FMI Air was a scheduled airline based in Yangon, Myanmar.

History
FMI Air Charter was established on 9 September 2012 operating charter flights from Yangon Airport to Nay Pyi Taw. The airline was renamed in 2015 and launched services as FMI Air in May 2015. FMI Air operated daily flights (17 x week ) between the commercial hub, Yangon International Airport and Naypyidaw International Airport. In addition to scheduled flights FMI Air offered Charter flight services to over 20 airports within Myanmar.
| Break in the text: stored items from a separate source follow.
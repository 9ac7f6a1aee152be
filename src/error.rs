//! Error types for imapstress
//!
//! Mirrors the four error kinds in the design: a malformed server response
//! (`Protocol`), a server reply that contradicts the local mailbox model
//! (`State`), a command that failed when failure wasn't expected
//! (`CommandFailure`), and a condition that forces the connection closed
//! (`Fatal`).

use thiserror::Error;

#[derive(Error, Debug)]
pub enum Error {
    #[error("protocol error: {0}")]
    Protocol(String),

    #[error("state error: {0}")]
    State(String),

    #[error("command failed: {0}")]
    CommandFailure(String),

    #[error("fatal: {0}")]
    Fatal(String),

    #[error("io error: {0}")]
    Io(#[from] std::io::Error),

    #[error("tls error: {0}")]
    Tls(String),

    #[error("configuration error: {0}")]
    Config(String),
}

impl Error {
    /// Whether this error should terminate the client connection.
    #[must_use]
    pub const fn is_fatal(&self) -> bool {
        matches!(self, Self::Fatal(_) | Self::Io(_) | Self::Tls(_))
    }
}

pub type Result<T> = std::result::Result<T, Error>;
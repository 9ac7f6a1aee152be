//! Mailbox-source collaborator (spec §1, §6).
//!
//! Out of scope for the core: supplies canned RFC822 bodies for APPEND.
//! `MailboxSource` is the narrow interface the APPEND driver depends on;
//! [`SyntheticSource`] is the one concrete implementation this crate ships
//! so the APPEND driver and its tests have something to drive against.

use chrono::Utc;

/// One message's size/placement as returned by `get_next_size` (spec §6).
#[derive(Debug, Clone, Copy)]
pub struct SourceMessage {
    /// Physical size on disk/in the source, bytes.
    pub psize: u64,
    /// Size after CRLF normalization — what gets declared in the APPEND
    /// literal (`{vsize}`).
    pub vsize: u64,
    pub internaldate: i64,
    pub internaldate_tz: i32,
}

/// Mailbox-source interface the APPEND driver consumes (spec §6).
pub trait MailboxSource {
    /// Advance the cursor and return the next message's sizing/dating.
    fn next_size(&mut self) -> SourceMessage;

    /// The CRLF-normalized bytes for `msg`, as previously returned by
    /// `next_size` (re-reading by value rather than an `input_stream`
    /// cursor keeps the trait object-safe and ergonomic in `async` code).
    fn body(&self, msg: &SourceMessage) -> Vec<u8>;
}

/// Deterministic synthetic source: cycles through a handful of small
/// canned bodies just large enough to exercise literal/`LITERAL+`/
/// `MULTIAPPEND` handling without depending on real corpus files.
#[derive(Debug, Clone)]
pub struct SyntheticSource {
    bodies: Vec<Vec<u8>>,
    cursor: usize,
}

impl SyntheticSource {
    #[must_use]
    pub fn new() -> Self {
        let make = |n: usize| -> Vec<u8> {
            format!(
                "From: sender{n}@example.com\r\nTo: rcpt@example.com\r\nSubject: test message {n}\r\n\r\nBody line one.\r\nBody line two.\r\n"
            )
            .into_bytes()
        };
        Self {
            bodies: (0..8).map(make).collect(),
            cursor: 0,
        }
    }
}

impl Default for SyntheticSource {
    fn default() -> Self {
        Self::new()
    }
}

impl MailboxSource for SyntheticSource {
    fn next_size(&mut self) -> SourceMessage {
        let body = &self.bodies[self.cursor % self.bodies.len()];
        self.cursor += 1;
        let psize = body.len() as u64;
        #[allow(clippy::cast_possible_wrap, clippy::cast_possible_truncation)]
        let internaldate = Utc::now().timestamp();
        SourceMessage {
            psize,
            vsize: psize,
            internaldate,
            internaldate_tz: 0,
        }
    }

    fn body(&self, msg: &SourceMessage) -> Vec<u8> {
        let idx = (self.cursor + self.bodies.len() - 1) % self.bodies.len();
        let body = &self.bodies[idx];
        debug_assert_eq!(body.len() as u64, msg.psize);
        body.clone()
    }
}

#[cfg(test)]
mod tests {
    use super::*;

    #[test]
    fn synthetic_source_cycles_bodies() {
        let mut src = SyntheticSource::new();
        let first = src.next_size();
        let body = src.body(&first);
        assert_eq!(body.len() as u64, first.psize);
        assert!(body.starts_with(b"From:"));
    }
}
//! Command Planner (spec §4.2).
//!
//! Two halves, matching the original's split: [`Client::update_plan`] keeps
//! a short lookahead buffer of legal next states filled, and
//! [`Client::plan_send_more_commands`] walks that buffer, gating each
//! candidate against whatever is currently in flight before calling
//! `reply::Client::issue_state` to turn it into wire text and register the
//! expected reply. Issuing inline, rather than batching states up for the
//! caller to issue afterward, is what makes the in-flight gating in
//! `can_issue_now` see commands issued earlier in the same call. APPEND is
//! the one exception: its literal upload needs driving-task-level control,
//! so it's reported with no wire text and the caller drives it separately.

use rand::Rng;

use crate::catalog::{flags_to_login_state, info, LoginState, State, StateFlags};
use crate::client::Client;

/// `do_rand(probability)`: true with the given percent chance (0-100).
fn do_rand(rng: &mut impl rand::Rng, probability: u8) -> bool {
    rng.gen_range(0..100) < u32::from(probability)
}

impl Client {
    /// `client_get_next_state` (spec §4.2): uniform pick over `[LIST,
    /// LOGOUT]` in random mode, otherwise sequential advancement wrapping
    /// `LOGOUT -> AUTHENTICATE+1`. Either way, a candidate is rejected
    /// (and another drawn) until `do_rand(probability)` accepts it.
    pub fn next_state(&mut self) -> State {
        loop {
            let candidate = if self.config.random_states {
                let lo = State::List.index() as u8;
                let hi = State::Logout.index() as u8;
                let idx = self.rng.gen_range(lo..=hi);
                // SAFETY: State is #[repr(u8)] and contiguous; idx is
                // clamped to the [List, Logout] discriminant range above.
                unsafe { std::mem::transmute::<u8, State>(idx) }
            } else {
                match self.last_sequential_state.next_in_catalog() {
                    Some(s) if s.index() <= State::Logout.index() => s,
                    _ => State::first_active(),
                }
            };
            if !self.config.random_states {
                self.last_sequential_state = candidate;
            }
            if do_rand(&mut self.rng, info(candidate).probability) {
                return candidate;
            }
        }
    }

    /// `client_update_plan` (spec §4.2): keep the lookahead buffer filled
    /// with legal next states, freezing extension around state changes.
    pub fn update_plan(&mut self) {
        loop {
            if let Some(&last) = self.plan.back() {
                if info(last).flags.contains(StateFlags::STATECHANGE) {
                    return;
                }
                if last == State::Logout {
                    return;
                }
            }
            if self
                .queue
                .has_state_matching(|s| info(s).flags.contains(StateFlags::STATECHANGE))
            {
                return;
            }

            let candidate = match self.login_state {
                LoginState::NonAuth => {
                    if !self.plan.is_empty() {
                        return;
                    }
                    if do_rand(&mut self.rng, info(State::Authenticate).probability) {
                        State::Authenticate
                    } else {
                        State::Login
                    }
                }
                LoginState::Auth | LoginState::Selected => {
                    if let Some(&last) = self.plan.back() {
                        if do_rand(&mut self.rng, info(last).probability_again) {
                            last
                        } else {
                            self.next_state()
                        }
                    } else {
                        self.next_state()
                    }
                }
            };

            // Drop candidates that require a higher login_state, or that
            // re-attempt auth while already authenticated.
            if info(candidate).login_state > self.login_state {
                continue;
            }
            if matches!(candidate, State::Authenticate | State::Login)
                && self.login_state != LoginState::NonAuth
            {
                continue;
            }

            self.plan.push_back(candidate);
            if info(candidate).flags.contains(StateFlags::STATECHANGE) {
                return;
            }
            if self.plan.len() >= self.plan_capacity {
                return;
            }
        }
    }

    /// Issue-time gating (spec §4.2): is `candidate` legal to send right
    /// now, given what is already queued?
    fn can_issue_now(&self, candidate: State) -> bool {
        let flags = info(candidate).flags;

        if flags.contains(StateFlags::STATECHANGE) {
            if self
                .queue
                .has_state_matching(|s| info(s).flags.contains(StateFlags::STATECHANGE))
            {
                return false;
            }
            let new_login = flags_to_login_state(flags);
            if self
                .queue
                .has_state_matching(|s| info(s).login_state > new_login)
            {
                return false;
            }
            // A SELECTED-requiring command may not overlap a state change
            // into or out of SELECTED.
            if (new_login == LoginState::Selected || self.login_state == LoginState::Selected)
                && self
                    .queue
                    .has_state_matching(|s| info(s).login_state == LoginState::Selected)
            {
                return false;
            }
        } else if self
            .queue
            .has_state_matching(|s| info(s).flags.contains(StateFlags::STATECHANGE))
            && info(candidate).login_state > self.login_state
        {
            return false;
        }

        if flags.contains(StateFlags::MSGSET)
            && self.queue.has_state_matching(|s| {
                let f = info(s).flags;
                f.contains(StateFlags::EXPUNGES) || f.contains(StateFlags::STATECHANGE)
            })
        {
            return false;
        }

        true
    }

    /// `client_plan_send_more_commands` (spec §4.2): while the queue has
    /// room and nothing blocks, keep the lookahead buffer filled and issue
    /// its head. Each non-APPEND candidate is issued immediately (via
    /// `issue_state`, registering it in the command queue) so a later
    /// candidate in the same batch sees it when `can_issue_now` gates
    /// against in-flight commands; APPEND needs driving-task-level control
    /// of the literal upload, so it's reported with no wire text and the
    /// caller drives it separately.
    pub fn plan_send_more_commands(&mut self) -> Vec<(State, Option<String>)> {
        let mut issued = Vec::new();
        loop {
            if self.checkpointing {
                break;
            }
            if self.append_mid_upload {
                break;
            }
            if self.config.no_pipelining && !self.queue.is_empty() {
                break;
            }
            if self.queue.len() >= self.config.max_command_queue_len {
                break;
            }

            self.update_plan();
            let Some(&candidate) = self.plan.front() else {
                break;
            };
            if !self.can_issue_now(candidate) {
                break;
            }

            self.plan.pop_front();

            if candidate == State::Search && self.search_pending {
                // Skip this turn but keep planning past it.
                continue;
            }

            let wire = if candidate == State::Append {
                None
            } else {
                self.issue_state(candidate)
            };
            issued.push((candidate, wire));

            if do_rand(&mut self.rng, info(State::Delay).probability) {
                self.delayed = true;
                break;
            }
        }
        issued
    }
}

#[cfg(test)]
mod tests {
    use super::*;
    use crate::config::{Config, UserCredential};
    use std::rc::Rc;

    fn test_client() -> Client {
        let cred = Rc::new(UserCredential {
            username: "u".into(),
            password: "p".into(),
        });
        Client::new(0, cred, Rc::new(Config::default()))
    }

    #[test]
    fn nonauth_plan_picks_authenticate_or_login_only() {
        let mut c = test_client();
        c.update_plan();
        assert_eq!(c.plan.len(), 1);
        let picked = c.plan[0];
        assert!(matches!(picked, State::Authenticate | State::Login));
    }

    #[test]
    fn plan_freezes_once_statechange_buffered() {
        let mut c = test_client();
        c.plan.push_back(State::Login);
        let before = c.plan.clone();
        c.update_plan();
        assert_eq!(c.plan, before);
    }

    #[test]
    fn issue_gating_blocks_statechange_when_one_already_queued() {
        let mut c = test_client();
        c.login_state = LoginState::Auth;
        c.queue.send(
            "SELECT INBOX",
            State::Select,
            None,
            crate::queue::Callback::StateDefault,
        );
        assert!(!c.can_issue_now(State::Select));
    }

    #[test]
    fn issue_gating_blocks_msgset_when_expunges_queued() {
        let mut c = test_client();
        c.login_state = LoginState::Selected;
        c.queue.send(
            "EXPUNGE",
            State::Expunge,
            None,
            crate::queue::Callback::StateDefault,
        );
        assert!(!c.can_issue_now(State::Fetch));
    }

    #[test]
    fn plan_send_more_commands_stops_mid_append_upload() {
        let mut c = test_client();
        c.login_state = LoginState::Selected;
        c.append_mid_upload = true;
        assert!(c.plan_send_more_commands().is_empty());
    }

    #[test]
    fn plan_send_more_commands_respects_no_pipelining() {
        let mut c = test_client();
        c.login_state = LoginState::Selected;
        c.config = Rc::new(Config {
            no_pipelining: true,
            ..Config::default()
        });
        c.queue.send(
            "NOOP",
            State::Noop,
            None,
            crate::queue::Callback::StateDefault,
        );
        assert!(c.plan_send_more_commands().is_empty());
    }
}
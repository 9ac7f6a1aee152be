#![deny(clippy::all)]
#![warn(clippy::pedantic)]
#![warn(clippy::nursery)]
#![allow(clippy::missing_errors_doc, clippy::missing_panics_doc)]

//! CLI driver for the IMAP stress-testing core.
//!
//! Runs everything on one cooperative, single-threaded `LocalSet` (spec
//! §5): one task per simulated client, sharing a `Rc<RefCell<World>>`, plus
//! a checkpoint-barrier task when `--checkpoint-interval-secs` is nonzero.

use std::cell::RefCell;
use std::pin::Pin;
use std::rc::Rc;
use std::task::{Context, Poll};
use std::time::Duration;

use clap::Parser;
use tokio::io::{AsyncRead, AsyncWrite, ReadBuf};
use tokio::net::TcpStream;
use tokio::task::LocalSet;
use tokio_rustls::TlsStream;
use tracing::{debug, warn};
use tracing_subscriber::EnvFilter;

use imapstress::catalog::State;
use imapstress::checkpoint::{verify_cross_client, CheckpointState};
use imapstress::config::{Config, ServerConfig, UserCredential};
use imapstress::queue::Callback;
use imapstress::source::SyntheticSource;
use imapstress::transport::{self, LineReader};
use imapstress::wire::parser::{parse_response_line, Tag};
use imapstress::World;

#[derive(Parser)]
#[command(name = "imapstress")]
#[command(about = "Concurrent IMAP stress-testing and benchmarking client")]
struct Args {
    /// Username to authenticate with
    #[arg(long, env = "IMAPSTRESS_USER")]
    user: String,
    /// Password to authenticate with
    #[arg(long, env = "IMAPSTRESS_PASS")]
    pass: String,

    /// Target number of concurrently simulated clients
    #[arg(long, default_value_t = 10)]
    clients: u32,

    /// Mailbox every client SELECTs
    #[arg(long, default_value = "INBOX")]
    mailbox: String,

    /// COPY destination mailbox
    #[arg(long, default_value = "Archive")]
    copy_dest: String,

    /// Pick the planner's next state uniformly at random instead of
    /// advancing sequentially through the catalog
    #[arg(long)]
    random_states: bool,

    /// Never have more than one command in flight per client
    #[arg(long)]
    no_pipelining: bool,

    /// Disable UIDVALIDITY-change detection
    #[arg(long)]
    no_tracking: bool,

    /// Treat a missing mailbox as a hard failure instead of synthesizing
    /// CREATE on SELECT/STATUS/APPEND/COPY NO
    #[arg(long)]
    no_try_create_mailbox: bool,

    /// Negotiate QRESYNC on SELECT when the server advertises it
    #[arg(long)]
    qresync: bool,

    /// Wall-clock seconds between checkpoint barriers (0 disables)
    #[arg(long, default_value_t = 0)]
    checkpoint_interval_secs: u64,

    /// Require the server to apply every STORE it acknowledges
    #[arg(long)]
    assign_flag_owners: bool,

    /// Assign exclusive per-message ownership across clients
    #[arg(long)]
    assign_msg_owners: bool,

    /// Maximum number of commands a single client may have queued
    #[arg(long, default_value_t = 12)]
    max_command_queue_len: usize,

    /// Upper bound, in milliseconds, on a cooperative DELAY sleep
    #[arg(long, default_value_t = 1000)]
    delay_msecs: u64,

    /// APPEND stops generating new messages once the mailbox holds this
    /// many (0 = unbounded)
    #[arg(long, default_value_t = 0)]
    message_count_threshold: u32,
}
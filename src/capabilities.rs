//! Server capability bitset (spec §3: `client.capabilities`).

use bitflags::bitflags;

bitflags! {
    #[derive(Debug, Clone, Copy, PartialEq, Eq, Default)]
    pub struct Capabilities: u16 {
        const LITERAL_PLUS = 1 << 0;
        const MULTIAPPEND = 1 << 1;
        const CONDSTORE = 1 << 2;
        const QRESYNC = 1 << 3;
        const IDLE = 1 << 4;
        const UIDPLUS = 1 << 5;
    }
}

impl Capabilities {
    /// Parse a `CAPABILITY` response-text value (space-separated tokens).
    #[must_use]
    pub fn parse(text: &str) -> Self {
        let mut caps = Self::empty();
        for tok in text.split_whitespace() {
            match tok.to_ascii_uppercase().as_str() {
                "LITERAL+" => caps |= Self::LITERAL_PLUS,
                "MULTIAPPEND" => caps |= Self::MULTIAPPEND,
                "CONDSTORE" => caps |= Self::CONDSTORE,
                "QRESYNC" => caps |= Self::QRESYNC,
                "IDLE" => caps |= Self::IDLE,
                "UIDPLUS" => caps |= Self::UIDPLUS,
                _ => {}
            }
        }
        caps
    }
}

#[cfg(test)]
mod tests {
    use super::*;

    #[test]
    fn parse_picks_up_known_tokens() {
        let caps = Capabilities::parse("IMAP4rev1 LITERAL+ MULTIAPPEND IDLE STARTTLS");
        assert!(caps.contains(Capabilities::LITERAL_PLUS));
        assert!(caps.contains(Capabilities::MULTIAPPEND));
        assert!(caps.contains(Capabilities::IDLE));
        assert!(!caps.contains(Capabilities::QRESYNC));
    }
}
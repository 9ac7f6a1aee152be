//! Network I/O layer (spec §1, §6) — out of scope for the core logic, but
//! a real tool needs one concrete implementation to run against a server.
//!
//! Grounded on the teacher's `src/connection.rs`: TCP connect, STARTTLS,
//! rustls handshake with a certificate verifier that accepts whatever the
//! test server presents (stress-testing a local/lab IMAP server, not
//! browsing the public Internet). Unlike the teacher, nothing here parses
//! IMAP — it hands the core raw logical response lines, splicing literal
//! bodies (`{n}` / `{n+}`) into a quoted string so [`crate::wire`] never
//! has to know about partial reads.

use std::sync::Arc;

use rustls::pki_types::ServerName;
use tokio::io::{AsyncBufReadExt, AsyncRead, AsyncReadExt, AsyncWrite, AsyncWriteExt, BufReader};
use tokio::net::TcpStream;
use tokio_rustls::TlsStream;
use tracing::debug;

use crate::error::{Error, Result};

/// Bound imposed on a connection's read buffer by anything that can read
/// and write asynchronously without requiring `Send` (spec §5: one
/// cooperative thread; nothing here demands `Send`/`Sync`).
pub trait Transport: AsyncRead + AsyncWrite + Unpin {}
impl<T: AsyncRead + AsyncWrite + Unpin> Transport for T {}

/// Plain TCP connect, no TLS.
pub async fn connect_plain(host: &str, port: u16) -> Result<TcpStream> {
    debug!(host, port, "connecting (plaintext)");
    Ok(TcpStream::connect((host, port)).await?)
}

/// Connect, then STARTTLS and complete a rustls handshake, returning the
/// wrapped stream. Certificate verification is intentionally disabled —
/// see [`DangerousVerifier`] — since this tool targets test/lab servers
/// the operator already trusts, the same tradeoff the teacher made for
/// Proton Bridge's self-signed certificate.
pub async fn connect_starttls(host: &str, port: u16) -> Result<TlsStream<TcpStream>> {
    let mut stream = connect_plain(host, port).await?;
    // Read the greeting before issuing STARTTLS.
    let mut reader = BufReader::new(&mut stream);
    let mut greeting = String::new();
    reader.read_line(&mut greeting).await?;
    debug!(%greeting, "received greeting");

    stream.write_all(b"starttls1 STARTTLS\r\n").await?;
    let mut reply = String::new();
    let mut reader = BufReader::new(&mut stream);
    reader.read_line(&mut reply).await?;
    if !reply.to_ascii_uppercase().contains("OK") {
        return Err(Error::Tls(format!("STARTTLS rejected: {reply}")));
    }

    let config = rustls::ClientConfig::builder()
        .dangerous()
        .with_custom_certificate_verifier(Arc::new(DangerousVerifier))
        .with_no_client_auth();
    let connector = tokio_rustls::TlsConnector::from(Arc::new(config));
    let server_name = ServerName::try_from(host.to_string())
        .map_err(|e| Error::Tls(format!("invalid server name: {e}")))?;

    let tls = connector
        .connect(server_name, stream)
        .await
        .map_err(|e| Error::Tls(e.to_string()))?;
    Ok(TlsStream::Client(tls))
}

/// Reads logical IMAP response lines off a transport, splicing literal
/// bodies into a quoted string so the tokenizer in [`crate::wire`] only
/// ever sees ordinary text.
pub struct LineReader<T> {
    inner: BufReader<T>,
}

impl<T: Transport> LineReader<T> {
    #[must_use]
    pub fn new(transport: T) -> Self {
        Self {
            inner: BufReader::new(transport),
        }
    }

    /// Read one logical response line, resolving any `{n}`/`{n+}` literal
    /// markers by reading exactly `n` raw bytes and splicing them in as a
    /// quoted string (backslash/quote-escaped).
    pub async fn read_logical_line(&mut self) -> Result<String> {
        let mut out = String::new();
        loop {
            let mut chunk = String::new();
            let n = self.inner.read_line(&mut chunk).await?;
            if n == 0 {
                return Err(Error::Io(std::io::Error::new(
                    std::io::ErrorKind::UnexpectedEof,
                    "connection closed",
                )));
            }
            let trimmed = chunk.trim_end_matches(['\r', '\n']);
            out.push_str(trimmed);

            if let Some(size) = literal_size(trimmed) {
                let mut buf = vec![0u8; size];
                self.inner.read_exact(&mut buf).await?;
                out.push(' ');
                out.push('"');
                out.push_str(&escape_literal(&buf));
                out.push('"');
                // A literal may be followed by more of the same logical
                // line (rare, but RFC-legal); keep reading until a bare
                // CRLF terminates it with no trailing literal marker.
                continue;
            }
            break;
        }
        Ok(out)
    }

    /// Write raw bytes straight to the underlying transport: command text,
    /// literal bodies, and continuation responses all go through here.
    pub async fn write_all(&mut self, buf: &[u8]) -> Result<()> {
        self.inner.get_mut().write_all(buf).await?;
        Ok(())
    }
}

/// Parses a trailing `{n}` or `{n+}` off `line`, if present.
fn literal_size(line: &str) -> Option<usize> {
    let line = line.strip_suffix('}')?;
    let line = line.strip_suffix('+').unwrap_or(line);
    let brace = line.rfind('{')?;
    line[brace + 1..].parse().ok()
}

fn escape_literal(bytes: &[u8]) -> String {
    String::from_utf8_lossy(bytes)
        .replace('\\', "\\\\")
        .replace('"', "\\\"")
}

/// Certificate verifier that accepts anything — see module docs.
#[derive(Debug)]
struct DangerousVerifier;

impl rustls::client::danger::ServerCertVerifier for DangerousVerifier {
    fn verify_server_cert(
        &self,
        _end_entity: &rustls::pki_types::CertificateDer<'_>,
        _intermediates: &[rustls::pki_types::CertificateDer<'_>],
        _server_name: &rustls::pki_types::ServerName<'_>,
        _ocsp_response: &[u8],
        _now: rustls::pki_types::UnixTime,
    ) -> std::result::Result<rustls::client::danger::ServerCertVerified, rustls::Error> {
        Ok(rustls::client::danger::ServerCertVerified::assertion())
    }

    fn verify_tls12_signature(
        &self,
        _message: &[u8],
        _cert: &rustls::pki_types::CertificateDer<'_>,
        _dss: &rustls::DigitallySignedStruct,
    ) -> std::result::Result<rustls::client::danger::HandshakeSignatureValid, rustls::Error> {
        Ok(rustls::client::danger::HandshakeSignatureValid::assertion())
    }

    fn verify_tls13_signature(
        &self,
        _message: &[u8],
        _cert: &rustls::pki_types::CertificateDer<'_>,
        _dss: &rustls::DigitallySignedStruct,
    ) -> std::result::Result<rustls::client::danger::HandshakeSignatureValid, rustls::Error> {
        Ok(rustls::client::danger::HandshakeSignatureValid::assertion())
    }

    fn supported_verify_schemes(&self) -> Vec<rustls::SignatureScheme> {
        vec![
            rustls::SignatureScheme::RSA_PKCS1_SHA256,
            rustls::SignatureScheme::ECDSA_NISTP256_SHA256,
            rustls::SignatureScheme::ED25519,
        ]
    }
}

#[cfg(test)]
mod tests {
    use super::*;

    #[test]
    fn literal_size_parses_plus_and_plain() {
        assert_eq!(literal_size("a1 LOGIN {5+}"), Some(5));
        assert_eq!(literal_size("a1 LOGIN {12}"), Some(12));
        assert_eq!(literal_size("a1 NOOP"), None);
    }

    #[tokio::test]
    async fn read_logical_line_splices_literal() {
        let (mut client, server) = tokio::io::duplex(256);
        let write_task = tokio::spawn(async move {
            client.write_all(b"* 1 FETCH (BODY[] {5}\r\nhello)\r\n").await.unwrap();
        });
        let mut reader = LineReader::new(server);
        let line = reader.read_logical_line().await.unwrap();
        assert_eq!(line, "* 1 FETCH (BODY[] \"hello\")");
        write_task.await.unwrap();
    }
}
The airline ceased operations in August 2018 after struggling to find a business partner.

Services 
FMI Air was a schedule service airline offering a Premium Service to both the growing corporate and leisure sectors which include complimentary access to lounges and concierge services. FMI Air has its own APP ( FMI AIR ) to assist international travellers. FMI Air provided scheduled air services to Myanmar's Capital Nay Pyi Taw,  Bagan, Heho, Mandalay, Sittwe, Thandwe, Kawthaung, Myitkyina. FMI Air was Myanmar's #3 airline in terms of fleet size with plans to grow its domestic network in 2017/18 as well operate internationally. FMI Air has recently been rated as Myanmar's Preferred choice LEISURE AIRLINE  because of its network customer experience.

Destinations 
FMI Air operated schedule flights from YANGON to the below destinations.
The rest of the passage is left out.